Abraço fraterno e caloroso, Poeta.

Eurico disse...

Almyr,
grato, gratíssimo.
E seja bem-vindo ao Eu-lírico.

Um abraço fraterno.

Suzana Martins disse...

Um pássaro de seis asas que abraça os versos e segue sem medo...

Adorei!

Beijos

Paula Barros disse...

Eurico, voltei, li e reli, li também os comentários. Observando a emoção que brota, nos seus poemas, em mim.

abraço.

Éverton Vidal Azevedo disse...

Putz, adorei. Adorei porque estou (mais uma vez) estudando o modernismo primitivista e dá pra ver diferenças essenciais, nessa coisa do lirismo comedido, por exemplo.

E é sempre uma aula vir aqui.

(Sobre Ortega y Gasset eu tenho um amigo que vive me dizendo que preciso lê-lo rs.)

Um abraço!

Eurico disse...

Suzana,
o pássaro de seis asas era uma homenagem, na época, a outro grande escritor, de quem sou fã: Osman Lins, aquel da Lisbela e o Prisioneiro. Ele tem uma obra de arte, em forma de romance, chamada Avalovara. Há um pássaro de seis asas, numa das linhas narrativas deste romance fantástico.

Abraço fraterno e bons ventos em teu Porto Seguro1

Eurico disse...

Éverton, meu querido irmão,
o que o meu compadre Carlinhos faz mesmo é me confundir com seus comentários. Ele se encarregava de discutir o processo criativo em meus poemas. Mas não há nada professoral... nem a intenção de dar aulas. Vc é que é muito generoso conosco.

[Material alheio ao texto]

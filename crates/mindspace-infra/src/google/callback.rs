//! Loopback redirect listener for the OAuth consent flow.
//!
//! A one-shot axum server on `127.0.0.1:{ephemeral}` receives Google's
//! redirect, hands the query parameters back to the waiting login and shuts
//! itself down. Only a request carrying the expected `state` ends the wait.

use std::sync::{Arc, Mutex};

use axum::Router;
use axum::extract::{Query, State};
use axum::http::StatusCode;
use axum::response::{Html, IntoResponse, Response};
use axum::routing::get;
use tokio::net::TcpListener;
use tokio::sync::oneshot;
use tower_http::trace::TraceLayer;

use mindspace_types::error::AuthError;

use super::types::CallbackParams;

const SUCCESS_HTML: &str = r#"<!DOCTYPE html>
<html>
<head><meta charset="utf-8"><title>MindSpace</title>
<style>
  body { font-family: system-ui, sans-serif; display: flex; justify-content: center;
    align-items: center; min-height: 100vh; margin: 0; background: #d1e5e4; }
  .card { text-align: center; padding: 3rem; border-radius: 16px; background: #fff; }
  h1 { color: #9333ea; }
</style></head>
<body><div class="card">
  <h1>Signed in</h1>
  <p>You can close this tab and return to MindSpace.</p>
</div></body></html>"#;

const ERROR_HTML: &str = r#"<!DOCTYPE html>
<html>
<head><meta charset="utf-8"><title>MindSpace</title>
<style>
  body { font-family: system-ui, sans-serif; display: flex; justify-content: center;
    align-items: center; min-height: 100vh; margin: 0; background: #d1e5e4; }
  .card { text-align: center; padding: 3rem; border-radius: 16px; background: #fff; }
  h1 { color: #ef4444; }
</style></head>
<body><div class="card">
  <h1>Login failed</h1>
  <p>Please return to MindSpace and try again.</p>
</div></body></html>"#;

#[derive(Clone)]
struct CallbackState {
    slot: Arc<Mutex<Option<oneshot::Sender<CallbackParams>>>>,
    expected_state: Arc<str>,
}

/// Serve the redirect URI on `listener` until the callback for
/// `expected_state` arrives.
///
/// Requests carrying neither `code` nor `error` (favicon fetches, prefetches)
/// and requests with any other `state` are answered with 400 and do not end
/// the wait.
pub async fn wait_for_callback(
    listener: TcpListener,
    expected_state: &str,
) -> Result<CallbackParams, AuthError> {
    let (tx, rx) = oneshot::channel();
    let state = CallbackState {
        slot: Arc::new(Mutex::new(Some(tx))),
        expected_state: Arc::from(expected_state),
    };

    let app = Router::new()
        .route("/", get(handle_callback))
        .layer(TraceLayer::new_for_http())
        .with_state(state);

    let (shutdown_tx, shutdown_rx) = oneshot::channel::<()>();
    tokio::spawn(async move {
        let result = axum::serve(listener, app)
            .with_graceful_shutdown(async {
                let _ = shutdown_rx.await;
            })
            .await;
        if let Err(e) = result {
            tracing::warn!(error = %e, "OAuth callback listener failed");
        }
    });

    let params = rx
        .await
        .map_err(|_| AuthError::Provider("callback listener stopped before redirect".to_string()))?;
    let _ = shutdown_tx.send(());
    Ok(params)
}

async fn handle_callback(
    State(state): State<CallbackState>,
    Query(params): Query<CallbackParams>,
) -> Response {
    if params.code.is_none() && params.error.is_none() {
        return (StatusCode::BAD_REQUEST, "missing authorization code").into_response();
    }
    if params.state.as_deref() != Some(&*state.expected_state) {
        tracing::warn!("Ignoring OAuth callback with unexpected state");
        return (StatusCode::BAD_REQUEST, Html(ERROR_HTML)).into_response();
    }

    let page = if params.error.is_some() { ERROR_HTML } else { SUCCESS_HTML };
    let sender = state.slot.lock().unwrap_or_else(|e| e.into_inner()).take();
    match sender {
        Some(tx) => {
            let _ = tx.send(params);
            Html(page).into_response()
        }
        None => (StatusCode::GONE, "login already completed").into_response(),
    }
}

#[cfg(test)]
mod tests {
    use super::*;

    async fn bind() -> (TcpListener, String) {
        let listener = TcpListener::bind("127.0.0.1:0").await.unwrap();
        let url = format!("http://{}", listener.local_addr().unwrap());
        (listener, url)
    }

    #[tokio::test]
    async fn test_receives_code_and_state() {
        let (listener, url) = bind().await;
        let waiter = tokio::spawn(async move { wait_for_callback(listener, "xyz").await });

        let resp = reqwest::get(format!("{url}/?code=4%2F0Ab&state=xyz")).await.unwrap();
        assert!(resp.status().is_success());

        let params = waiter.await.unwrap().unwrap();
        assert_eq!(params.code.as_deref(), Some("4/0Ab"));
        assert_eq!(params.state.as_deref(), Some("xyz"));
        assert!(params.error.is_none());
    }

    #[tokio::test]
    async fn test_request_without_code_keeps_waiting() {
        let (listener, url) = bind().await;
        let waiter = tokio::spawn(async move { wait_for_callback(listener, "s1").await });

        let prefetch = reqwest::get(format!("{url}/")).await.unwrap();
        assert_eq!(prefetch.status(), reqwest::StatusCode::BAD_REQUEST);
        assert!(!waiter.is_finished());

        reqwest::get(format!("{url}/?error=access_denied&state=s1")).await.unwrap();
        let params = waiter.await.unwrap().unwrap();
        assert_eq!(params.error.as_deref(), Some("access_denied"));
    }

    #[tokio::test]
    async fn test_stray_state_is_rejected_and_real_redirect_still_lands() {
        let (listener, url) = bind().await;
        let waiter = tokio::spawn(async move { wait_for_callback(listener, "expected").await });

        let stray = reqwest::get(format!("{url}/?code=x&state=stray")).await.unwrap();
        assert_eq!(stray.status(), reqwest::StatusCode::BAD_REQUEST);
        assert!(stray.text().await.unwrap().contains("Login failed"));

        let missing = reqwest::get(format!("{url}/?code=x")).await.unwrap();
        assert_eq!(missing.status(), reqwest::StatusCode::BAD_REQUEST);
        assert!(!waiter.is_finished());

        let real = reqwest::get(format!("{url}/?code=real&state=expected")).await.unwrap();
        assert!(real.status().is_success());

        let params = waiter.await.unwrap().unwrap();
        assert_eq!(params.code.as_deref(), Some("real"));
    }
}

Leva o meu abraçamigo, Poeta.

Eurico disse...

Paulinha Barros,
é disso que se fala: da emoção.
A apreensão lírica do que se vê, do que se ouve, do que se toca...
Essa é a primeira inteligência das coisas. Sentir já é uma forma de pensar. E vc se emociona pq associa coisas de tua vivência, de tua apreensão da realidade, com a compreensão do texto lido. Conclusão: tua emoção é inteligente e não é PNL...rsrsrs é estesia pura!

Abraço fraterno e agradecido, amiga!